Top of SUPPLIED INFORMATION

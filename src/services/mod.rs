pub mod bulk_parser;
pub mod export;
pub mod order_sheet;
pub mod phone;
pub mod pricing;

pub use bulk_parser::{parse_bulk_text, parse_csv, parse_input, InputFormat, ParseOutcome};
pub use order_sheet::OrderSheet;
pub use phone::{is_valid_ghanaian_mobile, normalize_phone};
pub use pricing::calculate_total_cost;
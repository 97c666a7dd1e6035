//! 批量提交上下文
//!
//! 封装"这一批订单发往哪个网络"这一信息

use std::fmt::Display;

use crate::models::network::{Network, NetworkKey};

/// 批量提交上下文
#[derive(Debug, Clone)]
pub struct SubmissionCtx {
    /// 选中的网络（含套餐目录）
    pub network: Network,

    /// 本批订单数
    pub order_count: usize,
}

impl SubmissionCtx {
    pub fn new(network: Network, order_count: usize) -> Self {
        Self {
            network,
            order_count,
        }
    }

    pub fn network_key(&self) -> &NetworkKey {
        &self.network.network_key
    }
}

impl Display for SubmissionCtx {
    fn fmt(&self, f: &mut std::fmt::Formatter<'_>) -> std::fmt::Result {
        write!(
            f,
            "[网络 {}#{} 订单 {} 条]",
            self.network.display_name(),
            self.network.network_key,
            self.order_count
        )
    }
}
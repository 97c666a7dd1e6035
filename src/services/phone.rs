//! 加纳手机号规范化与校验

use phf::phf_set;

/// 允许的运营商号段（去掉前导 0 后的前两位）
static NETWORK_PREFIXES: phf::Set<&'static str> = phf_set! {
    "20", "23", "24", "25", "26", "27", "28", "29", "30", "31", "32",
    "50", "53", "54", "55", "56", "57", "58", "59",
};

/// 规范化手机号为本地格式（以 0 开头）
///
/// 只调整形状，不做校验：
/// - 去掉空白和连字符
/// - `+233` / `233` 前缀替换为 `0`
/// - 其余不以 `0` 开头的补一个 `0`
pub fn normalize_phone(raw: &str) -> String {
    let phone: String = raw
        .chars()
        .filter(|c| !c.is_whitespace() && *c != '-')
        .collect();

    if let Some(rest) = phone.strip_prefix("+233") {
        format!("0{}", rest)
    } else if let Some(rest) = phone.strip_prefix("233") {
        format!("0{}", rest)
    } else if !phone.starts_with('0') {
        format!("0{}", phone)
    } else {
        phone
    }
}

/// 校验规范化后的号码：`0` + 允许号段 + 7 位数字，共 10 位
pub fn is_valid_ghanaian_mobile(phone: &str) -> bool {
    phone.len() == 10
        && phone.bytes().all(|b| b.is_ascii_digit())
        && phone.starts_with('0')
        && NETWORK_PREFIXES.contains(&phone[1..3])
}
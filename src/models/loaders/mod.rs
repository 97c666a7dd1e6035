pub mod input_loader;
pub mod toml_loader;

pub use input_loader::load_input_text;
pub use toml_loader::load_catalog_file;
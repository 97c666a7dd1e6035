use crate::error::{AppError, AppResult, FileError};
use crate::models::network::Network;
use serde::Deserialize;
use std::path::Path;
use tokio::fs;

/// 离线目录文件结构
///
/// ```toml
/// [[networks]]
/// network_key = "YELLO"
///
/// [[networks.bundles]]
/// capacity = 5
/// price = 23.5
/// ```
#[derive(Debug, Deserialize)]
struct CatalogFile {
    #[serde(default)]
    networks: Vec<Network>,
}

/// 从 TOML 文件加载网络套餐目录（用于离线试算）
pub async fn load_catalog_file(path: &Path) -> AppResult<Vec<Network>> {
    let content = fs::read_to_string(path)
        .await
        .map_err(|e| AppError::file_read_failed(path.display().to_string(), e))?;

    let catalog: CatalogFile = toml::from_str(&content).map_err(|e| FileError::TomlParseFailed {
        path: path.display().to_string(),
        source: e,
    })?;

    tracing::info!(
        "正在加载离线目录: {} ({} 个网络)",
        path.display(),
        catalog.networks.len()
    );

    Ok(catalog.networks)
}
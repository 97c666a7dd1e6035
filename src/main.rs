use anyhow::Result;
use bulk_order::utils::logging;
use bulk_order::{App, Config};

#[tokio::main]
async fn main() -> Result<()> {
    // 加载配置
    let config = Config::from_env();

    // 初始化日志
    logging::init(config.verbose_logging);

    // 初始化并运行应用
    let _report = App::initialize(config).await?.run().await?;

    Ok(())
}
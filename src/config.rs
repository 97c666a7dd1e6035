use crate::error::ConfigError;
use crate::services::bulk_parser::InputFormat;

/// 程序配置
#[derive(Clone, Debug)]
pub struct Config {
    /// 订单 API 地址
    pub api_base_url: String,
    /// 登录令牌
    pub auth_token: String,
    /// 下单网络，为空时使用目录中的第一个网络
    pub network_key: Option<String>,
    /// 待解析的订单文件
    pub input_file: String,
    /// 输入格式
    pub input_format: InputFormat,
    /// 离线套餐目录（TOML），设置后不再请求网络目录
    pub catalog_file: Option<String>,
    /// 只解析和试算，不提交
    pub dry_run: bool,
    /// 单次批量上限
    pub max_recipients: usize,
    /// 结果 CSV 输出目录
    pub results_dir: String,
    /// 是否写出 CSV 模板
    pub write_template: bool,
    /// 是否显示详细日志
    pub verbose_logging: bool,
    /// 请求超时（秒）
    pub request_timeout_secs: u64,
}

impl Default for Config {
    fn default() -> Self {
        Self {
            api_base_url: "https://serverdatahub.onrender.com".to_string(),
            auth_token: String::new(),
            network_key: None,
            input_file: "bulk_orders.txt".to_string(),
            input_format: InputFormat::Auto,
            catalog_file: None,
            dry_run: false,
            max_recipients: 50,
            results_dir: ".".to_string(),
            write_template: false,
            verbose_logging: false,
            request_timeout_secs: 30,
        }
    }
}

impl Config {
    pub fn from_env() -> Self {
        Self::from_lookup(|key| std::env::var(key).ok())
    }

    /// 从任意键值来源读取配置，无法解析的值使用默认值
    pub fn from_lookup<F>(lookup: F) -> Self
    where
        F: Fn(&str) -> Option<String>,
    {
        let default = Self::default();
        let non_empty = |key: &str| lookup(key).filter(|v| !v.trim().is_empty());

        Self {
            api_base_url: lookup("ORDER_API_BASE_URL").unwrap_or(default.api_base_url),
            auth_token: lookup("AUTH_TOKEN").unwrap_or(default.auth_token),
            network_key: non_empty("NETWORK_KEY"),
            input_file: lookup("INPUT_FILE").unwrap_or(default.input_file),
            input_format: lookup("INPUT_FORMAT").and_then(|v| v.parse().ok()).unwrap_or(default.input_format),
            catalog_file: non_empty("CATALOG_FILE"),
            dry_run: lookup("DRY_RUN").and_then(|v| v.parse().ok()).unwrap_or(default.dry_run),
            max_recipients: lookup("MAX_RECIPIENTS").and_then(|v| v.parse().ok()).unwrap_or(default.max_recipients),
            results_dir: lookup("RESULTS_DIR").unwrap_or(default.results_dir),
            write_template: lookup("WRITE_TEMPLATE").and_then(|v| v.parse().ok()).unwrap_or(default.write_template),
            verbose_logging: lookup("VERBOSE_LOGGING").and_then(|v| v.parse().ok()).unwrap_or(default.verbose_logging),
            request_timeout_secs: lookup("REQUEST_TIMEOUT_SECS").and_then(|v| v.parse().ok()).unwrap_or(default.request_timeout_secs),
        }
    }

    /// 校验配置：请求网络目录或提交订单都需要登录令牌
    pub fn validate(&self) -> Result<(), ConfigError> {
        let needs_api = self.catalog_file.is_none() || !self.dry_run;
        if needs_api && self.auth_token.trim().is_empty() {
            return Err(ConfigError::MissingToken);
        }
        if self.max_recipients == 0 {
            return Err(ConfigError::EnvVarParseFailed {
                var_name: "MAX_RECIPIENTS".to_string(),
                value: "0".to_string(),
                expected_type: "正整数".to_string(),
            });
        }
        Ok(())
    }
}

#[cfg(test)]
mod tests {
    use super::*;
    use std::collections::HashMap;

    fn config_from(pairs: &[(&str, &str)]) -> Config {
        let vars: HashMap<String, String> = pairs
            .iter()
            .map(|(k, v)| (k.to_string(), v.to_string()))
            .collect();
        Config::from_lookup(|key| vars.get(key).cloned())
    }

    #[test]
    fn test_defaults() {
        let config = config_from(&[]);
        assert_eq!(config.max_recipients, 50);
        assert_eq!(config.input_format, InputFormat::Auto);
        assert!(config.network_key.is_none());
        assert!(!config.dry_run);
    }

    #[test]
    fn test_overrides_and_fallbacks() {
        let config = config_from(&[
            ("AUTH_TOKEN", "abc"),
            ("NETWORK_KEY", "TELECEL"),
            ("INPUT_FORMAT", "csv"),
            ("DRY_RUN", "true"),
            ("MAX_RECIPIENTS", "many"),
            ("CATALOG_FILE", "  "),
        ]);
        assert_eq!(config.auth_token, "abc");
        assert_eq!(config.network_key.as_deref(), Some("TELECEL"));
        assert_eq!(config.input_format, InputFormat::Csv);
        assert!(config.dry_run);
        assert_eq!(config.max_recipients, 50);
        assert!(config.catalog_file.is_none());
    }

    #[test]
    fn test_validate_requires_token() {
        assert_eq!(config_from(&[]).validate(), Err(ConfigError::MissingToken));
        assert!(config_from(&[("AUTH_TOKEN", "abc")]).validate().is_ok());
        // 离线试算不需要令牌
        assert!(config_from(&[("CATALOG_FILE", "catalog.toml"), ("DRY_RUN", "true")])
            .validate()
            .is_ok());
    }
}
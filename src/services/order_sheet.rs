//! 订单工作列表 - 手动录入与批量解析结果的载体

use std::collections::BTreeMap;

use crate::error::{AppResult, BusinessError};
use crate::models::network::NetworkKey;
use crate::models::order::{BulkOrderRequest, OrderEntry, DEFAULT_CAPACITY};
use crate::services::bulk_parser::{parse_capacity, ParseOutcome};
use crate::services::phone::{is_valid_ghanaian_mobile, normalize_phone};

/// 单行号码格式错误提示
pub const INVALID_FORMAT_MESSAGE: &str = "Invalid phone number format";

/// 当前编辑中的订单列表
///
/// - 列表永远至少有一条（可能是占位条目）
/// - 字段错误按条目下标记录，与批量解析的错误提示分开
#[derive(Debug, Clone, PartialEq)]
pub struct OrderSheet {
    entries: Vec<OrderEntry>,
    field_errors: BTreeMap<usize, String>,
}

impl OrderSheet {
    pub fn new() -> Self {
        Self {
            entries: vec![OrderEntry::placeholder()],
            field_errors: BTreeMap::new(),
        }
    }

    pub fn entries(&self) -> &[OrderEntry] {
        &self.entries
    }

    pub fn len(&self) -> usize {
        self.entries.len()
    }

    pub fn is_empty(&self) -> bool {
        self.entries.iter().all(OrderEntry::is_placeholder)
    }

    pub fn field_errors(&self) -> &BTreeMap<usize, String> {
        &self.field_errors
    }

    pub fn field_error(&self, index: usize) -> Option<&str> {
        self.field_errors.get(&index).map(String::as_str)
    }

    /// 追加一条空白条目
    pub fn add_entry(&mut self) {
        self.entries.push(OrderEntry::placeholder());
    }

    /// 删除条目，删空时补回占位条目
    pub fn remove_entry(&mut self, index: usize) -> AppResult<OrderEntry> {
        self.check_index(index)?;
        let removed = self.entries.remove(index);

        // 后面条目的错误下标前移
        self.field_errors = std::mem::take(&mut self.field_errors)
            .into_iter()
            .filter(|(i, _)| *i != index)
            .map(|(i, msg)| if i > index { (i - 1, msg) } else { (i, msg) })
            .collect();

        if self.entries.is_empty() {
            self.entries.push(OrderEntry::placeholder());
        }
        Ok(removed)
    }

    /// 修改号码：规范化后校验，无效时记录字段错误
    ///
    /// 清空输入框时号码置空，不报错
    pub fn set_recipient(&mut self, index: usize, raw: &str) -> AppResult<()> {
        self.check_index(index)?;

        let recipient = if raw.trim().is_empty() {
            String::new()
        } else {
            normalize_phone(raw)
        };

        if !recipient.is_empty() && !is_valid_ghanaian_mobile(&recipient) {
            self.field_errors
                .insert(index, INVALID_FORMAT_MESSAGE.to_string());
        } else {
            self.field_errors.remove(&index);
        }

        self.entries[index].recipient = recipient;
        Ok(())
    }

    /// 修改流量大小，无法解析时退回默认值
    pub fn set_capacity(&mut self, index: usize, raw: &str) -> AppResult<()> {
        self.check_index(index)?;
        self.entries[index].capacity = parse_capacity(raw).unwrap_or(DEFAULT_CAPACITY);
        Ok(())
    }

    /// 应用粘贴解析结果：无有效条目时重置为占位条目
    pub fn apply_paste(&mut self, outcome: &ParseOutcome) {
        self.replace(outcome.working_entries());
    }

    /// 应用 CSV 解析结果：无有效条目时保留原列表
    ///
    /// 返回是否替换了列表
    pub fn apply_csv(&mut self, outcome: &ParseOutcome) -> bool {
        if outcome.has_entries() {
            self.replace(outcome.entries.clone());
            true
        } else {
            false
        }
    }

    /// 提交成功后清空
    pub fn clear(&mut self) {
        self.replace(vec![OrderEntry::placeholder()]);
    }

    /// 号码无效的条目数（占位条目也算）
    pub fn invalid_count(&self) -> usize {
        self.entries
            .iter()
            .filter(|e| !is_valid_ghanaian_mobile(&e.recipient))
            .count()
    }

    /// 构建批量下单请求
    pub fn to_request(&self, network_key: NetworkKey) -> BulkOrderRequest {
        BulkOrderRequest {
            orders: self
                .entries
                .iter()
                .map(|e| OrderEntry::new(normalize_phone(&e.recipient), e.capacity))
                .collect(),
            network_key,
        }
    }

    fn replace(&mut self, entries: Vec<OrderEntry>) {
        self.entries = entries;
        self.field_errors.clear();
    }

    fn check_index(&self, index: usize) -> AppResult<()> {
        if index >= self.entries.len() {
            return Err(BusinessError::IndexOutOfRange {
                index,
                len: self.entries.len(),
            }
            .into());
        }
        Ok(())
    }
}

impl Default for OrderSheet {
    fn default() -> Self {
        Self::new()
    }
}

#[cfg(test)]
mod tests {
    use super::*;
    use crate::error::AppError;
    use crate::services::bulk_parser::{parse_bulk_text, parse_csv};

    #[test]
    fn test_new_sheet_has_placeholder() {
        let sheet = OrderSheet::new();
        assert_eq!(sheet.entries(), &[OrderEntry::placeholder()]);
        assert!(sheet.is_empty());
        assert_eq!(sheet.invalid_count(), 1);
    }

    #[test]
    fn test_remove_last_entry_keeps_placeholder() {
        let mut sheet = OrderSheet::new();
        sheet.set_recipient(0, "0241234567").unwrap();
        let removed = sheet.remove_entry(0).unwrap();
        assert_eq!(removed.recipient, "0241234567");
        assert_eq!(sheet.entries(), &[OrderEntry::placeholder()]);
    }

    #[test]
    fn test_field_errors_keyed_by_index() {
        let mut sheet = OrderSheet::new();
        sheet.add_entry();
        sheet.add_entry();
        sheet.set_recipient(1, "12345").unwrap();
        sheet.set_recipient(2, "+233 55 123 4567").unwrap();

        assert_eq!(sheet.field_error(1), Some(INVALID_FORMAT_MESSAGE));
        assert_eq!(sheet.field_error(2), None);
        assert_eq!(sheet.entries()[2].recipient, "0551234567");

        sheet.set_recipient(1, "0241234567").unwrap();
        assert!(sheet.field_errors().is_empty());
    }

    #[test]
    fn test_remove_shifts_field_errors() {
        let mut sheet = OrderSheet::new();
        sheet.add_entry();
        sheet.add_entry();
        sheet.set_recipient(0, "bad").unwrap();
        sheet.set_recipient(2, "worse").unwrap();

        sheet.remove_entry(0).unwrap();
        assert_eq!(sheet.field_error(0), None);
        assert_eq!(sheet.field_error(1), Some(INVALID_FORMAT_MESSAGE));
    }

    #[test]
    fn test_clearing_recipient_is_not_an_error() {
        let mut sheet = OrderSheet::new();
        sheet.set_recipient(0, "bad").unwrap();
        sheet.set_recipient(0, "  ").unwrap();
        assert_eq!(sheet.entries()[0].recipient, "");
        assert_eq!(sheet.field_error(0), None);
    }

    #[test]
    fn test_capacity_falls_back_to_default() {
        let mut sheet = OrderSheet::new();
        sheet.set_capacity(0, "10").unwrap();
        assert_eq!(sheet.entries()[0].capacity, 10.0);
        sheet.set_capacity(0, "lots").unwrap();
        assert_eq!(sheet.entries()[0].capacity, DEFAULT_CAPACITY);
    }

    #[test]
    fn test_out_of_range_index() {
        let mut sheet = OrderSheet::new();
        let err = sheet.set_recipient(3, "0241234567").unwrap_err();
        assert!(matches!(
            err,
            AppError::Business(BusinessError::IndexOutOfRange { index: 3, len: 1 })
        ));
    }

    #[test]
    fn test_apply_paste_and_csv() {
        let mut sheet = OrderSheet::new();
        sheet.apply_paste(&parse_bulk_text("0241234567, 5\n0551234567 10"));
        assert_eq!(sheet.len(), 2);

        assert!(!sheet.apply_csv(&parse_csv("recipient,capacity\nnope,5")));
        assert_eq!(sheet.len(), 2);

        sheet.apply_paste(&parse_bulk_text("nothing here"));
        assert_eq!(sheet.entries(), &[OrderEntry::placeholder()]);
    }

    #[test]
    fn test_to_request() {
        let mut sheet = OrderSheet::new();
        sheet.apply_paste(&parse_bulk_text("233241234567, 5"));
        let request = sheet.to_request(NetworkKey::Telecel);
        assert_eq!(request.orders, vec![OrderEntry::new("0241234567", 5.0)]);
        assert_eq!(request.network_key, NetworkKey::Telecel);
        assert_eq!(sheet.invalid_count(), 0);
    }
}
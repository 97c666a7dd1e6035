use serde::{Deserialize, Serialize};

use crate::models::network::NetworkKey;

/// 手动录入时的默认流量大小 (GB)
pub const DEFAULT_CAPACITY: f64 = 5.0;

/// 单条订单：接收号码 + 流量大小
#[derive(Debug, Clone, PartialEq, Serialize, Deserialize)]
pub struct OrderEntry {
    pub recipient: String,
    pub capacity: f64,
}

impl OrderEntry {
    pub fn new(recipient: impl Into<String>, capacity: f64) -> Self {
        Self {
            recipient: recipient.into(),
            capacity,
        }
    }

    /// 空白占位条目，订单列表永远不会为空
    pub fn placeholder() -> Self {
        Self::new(String::new(), DEFAULT_CAPACITY)
    }

    pub fn is_placeholder(&self) -> bool {
        self.recipient.is_empty()
    }
}

impl Default for OrderEntry {
    fn default() -> Self {
        Self::placeholder()
    }
}

impl std::fmt::Display for OrderEntry {
    fn fmt(&self, f: &mut std::fmt::Formatter<'_>) -> std::fmt::Result {
        write!(f, "{} - {}GB", self.recipient, self.capacity)
    }
}

/// 批量下单请求体 (`POST /api/orders/place-bulk`)
#[derive(Debug, Clone, PartialEq, Serialize, Deserialize)]
#[serde(rename_all = "camelCase")]
pub struct BulkOrderRequest {
    pub orders: Vec<OrderEntry>,
    pub network_key: NetworkKey,
}
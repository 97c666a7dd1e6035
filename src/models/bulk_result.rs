use serde::{Deserialize, Serialize};

use crate::models::network::deserialize_number;

/// 批量下单响应 (`POST /api/orders/place-bulk`)
#[derive(Debug, Clone, Default, PartialEq, Serialize, Deserialize)]
pub struct BulkOrderResponse {
    #[serde(default)]
    pub success: bool,
    #[serde(default, skip_serializing_if = "Option::is_none")]
    pub message: Option<String>,
    #[serde(default, skip_serializing_if = "Option::is_none")]
    pub data: Option<BulkOrderData>,
}

#[derive(Debug, Clone, Default, PartialEq, Serialize, Deserialize)]
#[serde(rename_all = "camelCase")]
pub struct BulkOrderData {
    #[serde(default)]
    pub summary: Option<BulkSummary>,
    #[serde(default)]
    pub successful_orders: Vec<SuccessfulOrder>,
    #[serde(default)]
    pub failed_orders: Vec<FailedOrder>,
}

/// 批量结果统计
#[derive(Debug, Clone, Default, PartialEq, Serialize, Deserialize)]
#[serde(rename_all = "camelCase")]
pub struct BulkSummary {
    #[serde(default)]
    pub successful: usize,
    #[serde(default)]
    pub failed: usize,
    #[serde(default, deserialize_with = "deserialize_number")]
    pub total_cost: f64,
}

#[derive(Debug, Clone, Default, PartialEq, Serialize, Deserialize)]
pub struct SuccessfulOrder {
    pub recipient: String,
    #[serde(default)]
    pub reference: String,
    #[serde(default, deserialize_with = "deserialize_number")]
    pub price: f64,
}

#[derive(Debug, Clone, Default, PartialEq, Serialize, Deserialize)]
pub struct FailedOrder {
    pub recipient: String,
    #[serde(default)]
    pub error: String,
}

impl BulkOrderResponse {
    pub fn summary(&self) -> Option<&BulkSummary> {
        self.data.as_ref().and_then(|d| d.summary.as_ref())
    }

    /// 全部成功时，页面会清空当前订单列表
    pub fn all_succeeded(&self) -> bool {
        self.success && self.summary().map(|s| s.failed == 0).unwrap_or(false)
    }

    /// 展示给用户的错误信息
    pub fn display_message(&self) -> &str {
        self.message.as_deref().unwrap_or(
            "An error occurred processing your bulk order. Please try again.",
        )
    }
}
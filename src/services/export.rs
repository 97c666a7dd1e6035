//! CSV 模板与批量结果导出

use serde::Serialize;
use std::path::{Path, PathBuf};
use tokio::fs;
use tracing::info;

use crate::error::{AppError, AppResult, FileError};
use crate::models::bulk_result::BulkOrderResponse;

/// 模板文件名
pub const TEMPLATE_FILE_NAME: &str = "bulk_order_template.csv";

/// CSV 模板内容
pub fn csv_template() -> &'static str {
    "recipient,capacity\n0241234567,5\n0551234567,10\n0201234567,3"
}

/// 结果 CSV 中的一行
#[derive(Debug, Serialize)]
struct ResultRow<'a> {
    recipient: &'a str,
    status: &'a str,
    detail: &'a str,
    price: String,
}

/// 生成批量结果 CSV；响应中没有统计信息时返回 None
pub fn results_csv(response: &BulkOrderResponse) -> AppResult<Option<String>> {
    let Some(data) = response.data.as_ref() else {
        return Ok(None);
    };
    if data.summary.is_none() {
        return Ok(None);
    }

    let mut writer = csv::WriterBuilder::new()
        .has_headers(false)
        .from_writer(Vec::new());
    writer
        .write_record(["Recipient", "Status", "Reference", "Price"])
        .map_err(FileError::from)?;

    let successful = data.successful_orders.iter().map(|o| ResultRow {
        recipient: &o.recipient,
        status: "Success",
        detail: &o.reference,
        price: o.price.to_string(),
    });
    let failed = data.failed_orders.iter().map(|o| ResultRow {
        recipient: &o.recipient,
        status: "Failed",
        detail: &o.error,
        price: "0".to_string(),
    });
    for row in successful.chain(failed) {
        writer.serialize(row).map_err(FileError::from)?;
    }

    let bytes = writer
        .into_inner()
        .map_err(|e| FileError::from(csv::Error::from(e.into_error())))?;
    Ok(Some(String::from_utf8_lossy(&bytes).into_owned()))
}

/// 写出 CSV 模板
pub async fn write_template(dir: &Path) -> AppResult<PathBuf> {
    let path = dir.join(TEMPLATE_FILE_NAME);
    write_file(&path, csv_template()).await?;
    info!("📄 已生成模板: {}", path.display());
    Ok(path)
}

/// 写出批量结果，文件名带毫秒时间戳
pub async fn write_results(dir: &Path, response: &BulkOrderResponse) -> AppResult<Option<PathBuf>> {
    let Some(content) = results_csv(response)? else {
        return Ok(None);
    };

    let file_name = format!(
        "bulk_order_results_{}.csv",
        chrono::Utc::now().timestamp_millis()
    );
    let path = dir.join(file_name);
    write_file(&path, &content).await?;
    info!("💾 结果已保存至: {}", path.display());
    Ok(Some(path))
}

async fn write_file(path: &Path, content: &str) -> AppResult<()> {
    fs::write(path, content)
        .await
        .map_err(|e| AppError::file_write_failed(path.display().to_string(), e))
}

Bottom of SUPPLIED INFORMATION

Report, for the data above, every line in which the string "ParseOutcome" appears.

pub use bulk_parser::{parse_bulk_text, parse_csv, parse_input, InputFormat, ParseOutcome};
use crate::services::bulk_parser::{parse_capacity, ParseOutcome};
    pub fn apply_paste(&mut self, outcome: &ParseOutcome) {
    pub fn apply_csv(&mut self, outcome: &ParseOutcome) -> bool {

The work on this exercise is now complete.